Data:
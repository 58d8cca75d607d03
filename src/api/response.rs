//! Response types for the Workforce Engine API.
//!
//! This module defines the error body, the mapping from [`EngineError`] to
//! HTTP status codes, and the enriched record envelope returned by reads.

use axum::{
    Json,
    http::{StatusCode, header},
    response::{IntoResponse, Response},
};
use serde::{Deserialize, Serialize};

use crate::error::EngineError;
use crate::models::EmployeeRef;

/// API error response structure.
#[derive(Debug, Clone, Serialize, Deserialize)]
pub struct ApiError {
    /// Error code for programmatic handling.
    pub code: String,
    /// Human-readable error message.
    pub message: String,
    /// The offending input field, for validation errors.
    #[serde(default, skip_serializing_if = "Option::is_none")]
    pub field: Option<String>,
    /// Optional details about the error.
    #[serde(default, skip_serializing_if = "Option::is_none")]
    pub details: Option<String>,
}

impl ApiError {
    /// Creates a new API error.
    pub fn new(code: impl Into<String>, message: impl Into<String>) -> Self {
        Self {
            code: code.into(),
            message: message.into(),
            field: None,
            details: None,
        }
    }

    /// Creates a new API error with details.
    pub fn with_details(
        code: impl Into<String>,
        message: impl Into<String>,
        details: impl Into<String>,
    ) -> Self {
        Self {
            details: Some(details.into()),
            ..Self::new(code, message)
        }
    }

    /// Creates a validation error naming the offending field.
    pub fn invalid_field(field: impl Into<String>, message: impl Into<String>) -> Self {
        Self {
            field: Some(field.into()),
            ..Self::new("VALIDATION_ERROR", message)
        }
    }

    /// Creates a malformed JSON error response.
    pub fn malformed_json(message: impl Into<String>) -> Self {
        Self::new("MALFORMED_JSON", message)
    }
}

/// API error with HTTP status code.
#[derive(Debug)]
pub struct ApiErrorResponse {
    /// The HTTP status code.
    pub status: StatusCode,
    /// The error body.
    pub error: ApiError,
}

impl ApiErrorResponse {
    /// A 400 response with the given body.
    pub fn bad_request(error: ApiError) -> Self {
        Self {
            status: StatusCode::BAD_REQUEST,
            error,
        }
    }
}

impl IntoResponse for ApiErrorResponse {
    fn into_response(self) -> Response {
        (
            self.status,
            [(header::CONTENT_TYPE, "application/json")],
            Json(self.error),
        )
            .into_response()
    }
}

impl From<EngineError> for ApiErrorResponse {
    fn from(error: EngineError) -> Self {
        let message = error.to_string();
        match error {
            EngineError::Validation { field, .. } => {
                ApiErrorResponse::bad_request(ApiError::invalid_field(field, message))
            }
            EngineError::Conflict { entity, .. } => ApiErrorResponse::bad_request(
                ApiError::with_details("CONFLICT", message, format!("Resubmit the {} with corrected intent", entity)),
            ),
            EngineError::Forbidden { .. } => ApiErrorResponse {
                status: StatusCode::FORBIDDEN,
                error: ApiError::new("FORBIDDEN", message),
            },
            EngineError::NotFound { .. } => ApiErrorResponse {
                status: StatusCode::NOT_FOUND,
                error: ApiError::new("NOT_FOUND", message),
            },
            EngineError::DirectoryUnavailable { .. } => ApiErrorResponse {
                status: StatusCode::SERVICE_UNAVAILABLE,
                error: ApiError::new("DIRECTORY_UNAVAILABLE", message),
            },
            EngineError::Storage { .. } => ApiErrorResponse {
                status: StatusCode::INTERNAL_SERVER_ERROR,
                error: ApiError::with_details("STORAGE_ERROR", "Storage error", message),
            },
            EngineError::ConfigNotFound { .. } | EngineError::ConfigParseError { .. } => {
                ApiErrorResponse {
                    status: StatusCode::INTERNAL_SERVER_ERROR,
                    error: ApiError::with_details("CONFIG_ERROR", "Configuration error", message),
                }
            }
        }
    }
}

/// A record returned together with its resolved employee reference.
#[derive(Debug, Clone, Serialize, Deserialize)]
pub struct Enriched<T> {
    /// The stored record.
    #[serde(flatten)]
    pub record: T,
    /// Directory attributes of the record's employee, or an unresolved
    /// reference when the directory could not answer.
    pub employee: EmployeeRef,
}

#[cfg(test)]
mod tests {
    use super::*;

    #[test]
    fn test_api_error_serialization() {
        let error = ApiError::new("TEST_ERROR", "Test message");
        let json = serde_json::to_string(&error).unwrap();
        assert!(json.contains("\"code\":\"TEST_ERROR\""));
        assert!(json.contains("\"message\":\"Test message\""));
        assert!(!json.contains("details"));
        assert!(!json.contains("field"));
    }

    #[test]
    fn test_validation_error_carries_field() {
        let response: ApiErrorResponse =
            EngineError::validation("allowances.meal", "must not be negative, got -5").into();
        assert_eq!(response.status, StatusCode::BAD_REQUEST);
        assert_eq!(response.error.code, "VALIDATION_ERROR");
        assert_eq!(response.error.field.as_deref(), Some("allowances.meal"));
    }

    #[test]
    fn test_status_mapping() {
        let cases = [
            (EngineError::conflict("attendance", "dup"), StatusCode::BAD_REQUEST),
            (EngineError::forbidden("back-fill"), StatusCode::FORBIDDEN),
            (EngineError::not_found("kpi", "x"), StatusCode::NOT_FOUND),
            (
                EngineError::DirectoryUnavailable {
                    message: "down".to_string(),
                },
                StatusCode::SERVICE_UNAVAILABLE,
            ),
            (
                EngineError::Storage {
                    message: "io".to_string(),
                },
                StatusCode::INTERNAL_SERVER_ERROR,
            ),
        ];

        for (error, status) in cases {
            let response: ApiErrorResponse = error.into();
            assert_eq!(response.status, status);
        }
    }
}
//! Leave day counting.
//!
//! A leave span counts both boundary days: the absolute distance between
//! the two dates, rounded up to whole days, plus one.

use chrono::{NaiveDate, NaiveDateTime};
use serde::{Deserialize, Serialize};

use crate::models::AuditStep;

/// Milliseconds in one day.
pub const MILLIS_PER_DAY: i64 = 86_400_000;

/// The result of counting the days of a leave span.
#[derive(Debug, Clone, PartialEq, Eq, Serialize, Deserialize)]
pub struct LeaveDaysResult {
    /// Inclusive day count.
    pub days: u32,
    /// The audit step recording this derivation.
    pub audit_step: AuditStep,
}

/// Counts the inclusive calendar days between two instants.
///
/// ```text
/// days = ceil(|end − start| in ms / 86_400_000) + 1
/// ```
///
/// # Example
///
/// ```
/// use workforce_engine::calculation::span_days;
/// use chrono::NaiveDateTime;
///
/// let at = |s: &str| NaiveDateTime::parse_from_str(s, "%Y-%m-%d %H:%M:%S").unwrap();
/// assert_eq!(span_days(at("2024-01-10 00:00:00"), at("2024-01-12 00:00:00")), 3);
/// assert_eq!(span_days(at("2024-01-10 00:00:00"), at("2024-01-10 12:00:00")), 2);
/// ```
pub fn span_days(start: NaiveDateTime, end: NaiveDateTime) -> u32 {
    let millis = (end - start).num_milliseconds().abs();
    let whole_days = (millis + MILLIS_PER_DAY - 1) / MILLIS_PER_DAY;
    u32::try_from(whole_days + 1).unwrap_or(u32::MAX)
}

/// Counts the days of a leave request spanning `start_date..=end_date`.
///
/// Dates given in reverse order count the same span.
///
/// # Example
///
/// ```
/// use workforce_engine::calculation::calculate_leave_days;
/// use chrono::NaiveDate;
///
/// let start = NaiveDate::from_ymd_opt(2024, 1, 10).unwrap();
/// let end = NaiveDate::from_ymd_opt(2024, 1, 12).unwrap();
/// assert_eq!(calculate_leave_days(start, end).days, 3);
/// ```
pub fn calculate_leave_days(start_date: NaiveDate, end_date: NaiveDate) -> LeaveDaysResult {
    let days = span_days(
        start_date.and_time(chrono::NaiveTime::MIN),
        end_date.and_time(chrono::NaiveTime::MIN),
    );

    let audit_step = AuditStep {
        rule_id: "leave_day_count".to_string(),
        rule_name: "Leave Day Count".to_string(),
        formula: "ceil(|end - start| / 1 day) + 1".to_string(),
        input: serde_json::json!({
            "start_date": start_date.to_string(),
            "end_date": end_date.to_string()
        }),
        output: serde_json::json!({ "days": days }),
        reasoning: format!(
            "{} to {} spans {} calendar days counting both ends",
            start_date, end_date, days
        ),
    };

    LeaveDaysResult { days, audit_step }
}

#[cfg(test)]
mod tests {
    use super::*;

    fn date(s: &str) -> NaiveDate {
        NaiveDate::parse_from_str(s, "%Y-%m-%d").unwrap()
    }

    fn at(s: &str) -> NaiveDateTime {
        NaiveDateTime::parse_from_str(s, "%Y-%m-%d %H:%M:%S").unwrap()
    }

    #[test]
    fn test_three_day_span_is_inclusive() {
        assert_eq!(calculate_leave_days(date("2024-01-10"), date("2024-01-12")).days, 3);
    }

    #[test]
    fn test_single_day_counts_one() {
        assert_eq!(calculate_leave_days(date("2024-01-10"), date("2024-01-10")).days, 1);
    }

    #[test]
    fn test_span_across_month_and_leap_day() {
        assert_eq!(calculate_leave_days(date("2024-02-28"), date("2024-03-01")).days, 3);
    }

    #[test]
    fn test_reversed_dates_count_the_same() {
        assert_eq!(calculate_leave_days(date("2024-01-12"), date("2024-01-10")).days, 3);
    }

    #[test]
    fn test_partial_day_rounds_up() {
        assert_eq!(span_days(at("2024-01-10 09:00:00"), at("2024-01-11 10:00:00")), 3);
        assert_eq!(span_days(at("2024-01-10 09:00:00"), at("2024-01-11 09:00:00")), 2);
    }

    #[test]
    fn test_audit_step_contents() {
        let result = calculate_leave_days(date("2024-01-10"), date("2024-01-12"));
        assert_eq!(result.audit_step.rule_id, "leave_day_count");
        assert_eq!(result.audit_step.output["days"], 3);
        assert_eq!(result.audit_step.input["start_date"], "2024-01-10");
    }
}
//! Error types for the Workforce Engine.
//!
//! This module provides strongly-typed errors using the `thiserror` crate
//! for all error conditions that can occur while deriving and persisting
//! compensation, attendance, performance and leave records.

use thiserror::Error;

/// The main error type for the Workforce Engine.
///
/// All service operations return this error type, making it easy
/// to map failures consistently onto HTTP responses.
///
/// # Example
///
/// ```
/// use workforce_engine::error::EngineError;
///
/// let error = EngineError::Validation {
///     field: "month".to_string(),
///     message: "must be between 1 and 12".to_string(),
/// };
/// assert_eq!(error.to_string(), "Invalid field 'month': must be between 1 and 12");
/// ```
#[derive(Debug, Error)]
pub enum EngineError {
    /// An input field was missing or out of range.
    #[error("Invalid field '{field}': {message}")]
    Validation {
        /// The offending field.
        field: String,
        /// A description of what made the field invalid.
        message: String,
    },

    /// The write would duplicate an existing record or violate a state rule.
    #[error("Conflict on {entity}: {message}")]
    Conflict {
        /// The kind of record involved (e.g. "attendance").
        entity: String,
        /// A description of the conflict.
        message: String,
    },

    /// No record exists with the given identifier.
    #[error("{entity} not found: {id}")]
    NotFound {
        /// The kind of record that was looked up.
        entity: String,
        /// The identifier that was not found.
        id: String,
    },

    /// The acting user's role does not allow the operation.
    #[error("Forbidden: {action} requires the hr or admin role")]
    Forbidden {
        /// The operation that was attempted.
        action: String,
    },

    /// The employee directory could not be reached.
    #[error("Employee directory unavailable: {message}")]
    DirectoryUnavailable {
        /// A description of the failure.
        message: String,
    },

    /// The record store failed for a reason other than a constraint.
    #[error("Storage error: {message}")]
    Storage {
        /// A description of the storage failure.
        message: String,
    },

    /// Configuration file was not found at the specified path.
    #[error("Configuration file not found: {path}")]
    ConfigNotFound {
        /// The path that was not found.
        path: String,
    },

    /// Configuration file could not be parsed.
    #[error("Failed to parse configuration file '{path}': {message}")]
    ConfigParseError {
        /// The path to the file that failed to parse.
        path: String,
        /// A description of the parse error.
        message: String,
    },
}

impl EngineError {
    /// Shorthand for a [`EngineError::Validation`] error.
    pub fn validation(field: impl Into<String>, message: impl Into<String>) -> Self {
        Self::Validation {
            field: field.into(),
            message: message.into(),
        }
    }

    /// Shorthand for a [`EngineError::Conflict`] error.
    pub fn conflict(entity: impl Into<String>, message: impl Into<String>) -> Self {
        Self::Conflict {
            entity: entity.into(),
            message: message.into(),
        }
    }

    /// Shorthand for a [`EngineError::Forbidden`] error.
    pub fn forbidden(action: impl Into<String>) -> Self {
        Self::Forbidden {
            action: action.into(),
        }
    }

    /// Shorthand for a [`EngineError::NotFound`] error.
    pub fn not_found(entity: impl Into<String>, id: impl ToString) -> Self {
        Self::NotFound {
            entity: entity.into(),
            id: id.to_string(),
        }
    }
}

/// A type alias for Results that return EngineError.
pub type EngineResult<T> = Result<T, EngineError>;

Problem to work on: From the line holding "Inclusive day count." to the line holding "let millis = (end", inclusive, restate each line above exactly as written.

Output of the exercise:
    /// Inclusive day count.
    pub days: u32,
    /// The audit step recording this derivation.
    pub audit_step: AuditStep,
}

/// Counts the inclusive calendar days between two instants.
///
/// ```text
/// days = ceil(|end − start| in ms / 86_400_000) + 1
/// ```
///
/// # Example
///
/// ```
/// use workforce_engine::calculation::span_days;
/// use chrono::NaiveDateTime;
///
/// let at = |s: &str| NaiveDateTime::parse_from_str(s, "%Y-%m-%d %H:%M:%S").unwrap();
/// assert_eq!(span_days(at("2024-01-10 00:00:00"), at("2024-01-12 00:00:00")), 3);
/// assert_eq!(span_days(at("2024-01-10 00:00:00"), at("2024-01-10 12:00:00")), 2);
/// ```
pub fn span_days(start: NaiveDateTime, end: NaiveDateTime) -> u32 {
    let millis = (end - start).num_milliseconds().abs();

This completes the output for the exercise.